Finally…World and Town

Well, I finally finished reading Gish Jen’s World and Town.  I’m glad I stuck it out and completed the novel.  It wasn’t that bad, and my experiences with it in the last half were more positive than in the first.  I think part of the problem might have been that, since the narrative didn’t really engage me at first, I found it difficult to give the book an even break.  That being said, I do think that this novel took a while to get going.  It’s not so much that it’s a low-key narrative–it is–but it’s that the story lacks adequate barbs in the first part.  I’m sure there are those readers who will disagree with me on this, but I found little in the first third of the book to dramatically move the narrative forward, or at least to sustain my interests.  Hattie Kong is an interesting enough protagonist, but her engagement with the Chhungs, a family of Cambodian refugees, was too slow growing.  It eventually bore fruit, and the last half of the novel is where many of the more interesting events and relationship take place.  Perhaps I’m being unfair in wanting more of an immediate payoff with this book.  I wouldn’t necessarily expect that in other novels.  Maybe it was just my frame of mind at the time I first began this book back in June.  Or maybe it was the fact that there were many other books competing for, and capturing, my interests, leaving World and Town as more of an afterthought.  Still, the novel does have its merits.
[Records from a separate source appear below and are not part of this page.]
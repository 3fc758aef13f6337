//! Background refresh scheduling
//!
//! Each registered component (the two recommenders and the stats aggregator)
//! is rebuilt on its own cadence by an independently cancellable task. A
//! failed rebuild is logged and reported, never fatal: the component keeps
//! serving its previous state. Rebuilds of one component are serialized by a
//! per-component async mutex that queries never touch; different components
//! may rebuild concurrently.

use crate::errors::{RecoError, Result};
use crate::metrics::{REBUILD_DURATION, REBUILD_TOTAL};
use crate::recommender::Refreshable;
use anyhow::anyhow;
use chrono::{DateTime, Utc};
use futures::future::join_all;
use parking_lot::RwLock;
use serde::Serialize;
use std::sync::Arc;
use std::time::{Duration, Instant};
use tokio::sync::Mutex;
use tokio::task::JoinHandle;
use tracing::{error, info};

/// Lifecycle of one component
#[derive(Debug, Clone, Copy, PartialEq, Eq, Serialize)]
#[serde(rename_all = "lowercase")]
pub enum ComponentState {
    /// No rebuild has succeeded yet; queries fail closed or report unknown IDs
    Uninitialized,
    /// At least one rebuild succeeded
    Ready,
}

/// Introspection snapshot for one component
#[derive(Debug, Clone, Serialize)]
pub struct ComponentHealth {
    pub name: String,
    pub state: ComponentState,
    pub last_success: Option<DateTime<Utc>>,
    pub last_error: Option<String>,
    pub rebuild_count: u64,
    pub failure_count: u64,
}

struct ScheduledComponent {
    task: Arc<dyn Refreshable>,
    /// Serializes rebuilds of this component; never held during queries
    rebuild_lock: Mutex<()>,
    health: RwLock<ComponentHealth>,
}

/// Outcome of one component within a forced refresh
#[derive(Debug, Clone, Serialize)]
pub struct RefreshReport {
    pub component: String,
    pub success: bool,
    pub error: Option<String>,
    pub duration_ms: u64,
}

/// Per-component outcomes of [`RefreshScheduler::force_refresh_all`]
#[derive(Debug, Clone, Serialize)]
pub struct RefreshSummary {
    pub reports: Vec<RefreshReport>,
}

impl RefreshSummary {
    pub fn all_succeeded(&self) -> bool {
        self.reports.iter().all(|r| r.success)
    }

    /// First failed component, in registration order
    pub fn first_failure(&self) -> Option<&RefreshReport> {
        self.reports.iter().find(|r| !r.success)
    }
}

/// Owns the refreshable components and their rebuild cadence
pub struct RefreshScheduler {
    components: Vec<Arc<ScheduledComponent>>,
    rebuild_timeout: Option<Duration>,
}

impl RefreshScheduler {
    pub fn new(rebuild_timeout: Option<Duration>) -> Self {
        Self {
            components: Vec::new(),
            rebuild_timeout,
        }
    }

    pub fn register(&mut self, task: Arc<dyn Refreshable>) {
        let health = ComponentHealth {
            name: task.name().to_string(),
            state: ComponentState::Uninitialized,
            last_success: None,
            last_error: None,
            rebuild_count: 0,
            failure_count: 0,
        };
        self.components.push(Arc::new(ScheduledComponent {
            task,
            rebuild_lock: Mutex::new(()),
            health: RwLock::new(health),
        }));
    }

    pub fn component_names(&self) -> Vec<&'static str> {
        self.components.iter().map(|c| c.task.name()).collect()
    }

    fn find(&self, name: &str) -> Result<&Arc<ScheduledComponent>> {
        self.components
            .iter()
            .find(|c| c.task.name() == name)
            .ok_or_else(|| RecoError::Internal(anyhow!("unknown component '{name}'")))
    }

    async fn run_rebuild(
        component: &ScheduledComponent,
        rebuild_timeout: Option<Duration>,
    ) -> Result<()> {
        let name = component.task.name();
        let _guard = component.rebuild_lock.lock().await;

        let timer = REBUILD_DURATION.with_label_values(&[name]).start_timer();
        let result = match rebuild_timeout {
            Some(limit) => match tokio::time::timeout(limit, component.task.rebuild()).await {
                Ok(result) => result,
                // the abandoned build never reaches its snapshot swap
                Err(_) => Err(RecoError::RebuildTimeout {
                    component: name.to_string(),
                    waited_secs: limit.as_secs(),
                }),
            },
            None => component.task.rebuild().await,
        };
        timer.observe_duration();

        let mut health = component.health.write();
        match &result {
            Ok(()) => {
                REBUILD_TOTAL.with_label_values(&[name, "success"]).inc();
                health.state = ComponentState::Ready;
                health.last_success = Some(Utc::now());
                health.last_error = None;
                health.rebuild_count += 1;
            }
            Err(e) => {
                REBUILD_TOTAL.with_label_values(&[name, "error"]).inc();
                health.failure_count += 1;
                health.last_error = Some(e.to_string());
                error!("❌ Refresh of '{name}' failed, previous state stays live: {e}");
            }
        }
        result
    }

    /// Rebuild one component immediately
    pub async fn refresh_once(&self, name: &str) -> Result<()> {
        let component = self.find(name)?;
        Self::run_rebuild(component, self.rebuild_timeout).await
    }

    /// Rebuild every component concurrently and report each outcome
    pub async fn force_refresh_all(&self) -> RefreshSummary {
        info!("🔄 Forcing refresh of {} component(s)", self.components.len());
        let reports = join_all(self.components.iter().map(|component| async {
            let started = Instant::now();
            let result = Self::run_rebuild(component, self.rebuild_timeout).await;
            RefreshReport {
                component: component.task.name().to_string(),
                success: result.is_ok(),
                error: result.err().map(|e| e.to_string()),
                duration_ms: started.elapsed().as_millis() as u64,
            }
        }))
        .await;
        RefreshSummary { reports }
    }

    /// Spawn the periodic refresh loop for one component
    ///
    /// The loop refreshes first and sleeps after, so a fresh process starts
    /// serving as soon as the first rebuild lands. Abort the returned handle
    /// to cancel.
    pub fn spawn_periodic(&self, name: &str, interval: Duration) -> Result<JoinHandle<()>> {
        let component = self.find(name)?.clone();
        let rebuild_timeout = self.rebuild_timeout;
        info!("⏱️ Scheduling '{name}' refresh every {interval:?}");
        Ok(tokio::spawn(async move {
            loop {
                let _ = Self::run_rebuild(&component, rebuild_timeout).await;
                tokio::time::sleep(interval).await;
            }
        }))
    }

    /// Health snapshot of every component, in registration order
    pub fn status(&self) -> Vec<ComponentHealth> {
        self.components
            .iter()
            .map(|c| c.health.read().clone())
            .collect()
    }
}
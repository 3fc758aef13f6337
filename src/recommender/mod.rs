//! Recommendation strategies
//!
//! Two strategies ship with the engine:
//! - co-occurrence ("customers who viewed X also viewed Y"), keyed by product
//! - user similarity (personalized), keyed by user
//!
//! Both hold an immutable model snapshot that a background rebuild replaces
//! atomically; queries always run against a complete snapshot. The engine
//! and the scheduler hold strategies through the traits here, so a custom
//! strategy can be substituted without touching either.

pub mod cooccurrence;
pub mod user_based;

pub use cooccurrence::{CoOccurrenceModel, CoOccurrenceRecommender};
pub use user_based::{UserSimilarityModel, UserSimilarityRecommender};

use crate::constants::DEFAULT_TOP_N;
use crate::errors::Result;
use async_trait::async_trait;
use serde::{Deserialize, Serialize};

/// Strategy identifier, used for dispatch and as a metric label
#[derive(Debug, Clone, Copy, PartialEq, Eq, Serialize, Deserialize)]
#[serde(rename_all = "snake_case")]
pub enum Strategy {
    CoOccurrence,
    UserSimilarity,
}

impl Strategy {
    pub fn as_str(&self) -> &'static str {
        match self {
            Self::CoOccurrence => "cooccurrence",
            Self::UserSimilarity => "user_similarity",
        }
    }
}

/// One recommendation query
///
/// `user_id` drives the personalized strategy, `product_id` the
/// co-occurrence strategy; a request carrying both lets the engine fall
/// back from the first to the second.
#[derive(Debug, Clone, Serialize, Deserialize)]
pub struct RecommendRequest {
    pub user_id: Option<u64>,
    pub product_id: Option<u64>,
    pub top_n: usize,
    /// Return uniformly-random catalog products instead of the ranked list
    pub sample: bool,
}

impl Default for RecommendRequest {
    fn default() -> Self {
        Self {
            user_id: None,
            product_id: None,
            top_n: DEFAULT_TOP_N,
            sample: false,
        }
    }
}

impl RecommendRequest {
    pub fn for_user(user_id: u64) -> Self {
        Self {
            user_id: Some(user_id),
            ..Self::default()
        }
    }

    pub fn for_product(product_id: u64) -> Self {
        Self {
            product_id: Some(product_id),
            ..Self::default()
        }
    }

    pub fn with_product(mut self, product_id: u64) -> Self {
        self.product_id = Some(product_id);
        self
    }

    pub fn with_top_n(mut self, top_n: usize) -> Self {
        self.top_n = top_n;
        self
    }

    pub fn with_sample(mut self, sample: bool) -> Self {
        self.sample = sample;
        self
    }
}

/// A component the scheduler can rebuild in the background
#[async_trait]
pub trait Refreshable: Send + Sync {
    /// Stable component name used in logs, metrics, and scheduler lookups
    fn name(&self) -> &'static str;

    /// Rebuild internal state from the data source
    ///
    /// On failure the previous state stays live; the error is reported, not
    /// fatal.
    async fn rebuild(&self) -> Result<()>;
}

/// A queryable recommendation strategy
///
/// Queries are synchronous: they only read the in-memory snapshot, never
/// the data source.
pub trait Recommender: Refreshable {
    fn strategy(&self) -> Strategy;

    /// Whether a model snapshot is live (at least one rebuild succeeded)
    fn is_ready(&self) -> bool;

    fn recommend(&self, request: &RecommendRequest) -> Result<Vec<u64>>;
}
use crate::error::TokenCheckError;

/// The owner and name of a repository, as typed on the command line.
///
/// Supports two formats:
/// - Slug: `{owner}/{repo}`
/// - URL: `https://github.com/{owner}/{repo}[/anything]`
#[derive(Debug, Clone, PartialEq, Eq)]
pub struct RepoSlug {
    pub owner: String,
    pub repo: String,
}

impl RepoSlug {
    /// Parses a slug or repository URL into owner and repo.
    ///
    /// Anything after the repository name in a URL (`/tree/main/src`, `/pulls`)
    /// is ignored, and a trailing `.git` is stripped.
    pub fn parse(input: &str) -> Result<Self, TokenCheckError> {
        let input = input.trim();

        let path = if input.contains("://") {
            let url = url::Url::parse(input).map_err(|_| {
                TokenCheckError::invalid_input(
                    "repository",
                    format!("{input} is not a valid URL. Expected https://github.com/owner/repo"),
                )
            })?;
            url.path().to_string()
        } else {
            input.to_string()
        };

        let parts: Vec<&str> = path.split('/').filter(|s| !s.is_empty()).collect();

        // A bare slug has exactly two parts; a URL may carry more after them.
        if parts.len() < 2 || (!input.contains("://") && parts.len() != 2) {
            return Err(TokenCheckError::invalid_input(
                "repository",
                format!("{input} must look like owner/repo or https://github.com/owner/repo"),
            ));
        }

        let owner = parts[0].to_string();
        let repo = parts[1].strip_suffix(".git").unwrap_or(parts[1]).to_string();

        if repo.is_empty() {
            return Err(TokenCheckError::invalid_input(
                "repository",
                format!("{input} has an empty repository name"),
            ));
        }

        Ok(Self { owner, repo })
    }
}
One final thought: I noted in my last posting on this book Allegra Goodman’s high praise for this novel.  Now, having finished the book, I see that Goodman is among those thanked in Jen’s acknowledgements.  Is it really fair and objective that Amazon.com got to “sell” Jen’s novel someone with a close connection to the book’s development, or at least someone who knows Jen fairly well?

Comments are closed.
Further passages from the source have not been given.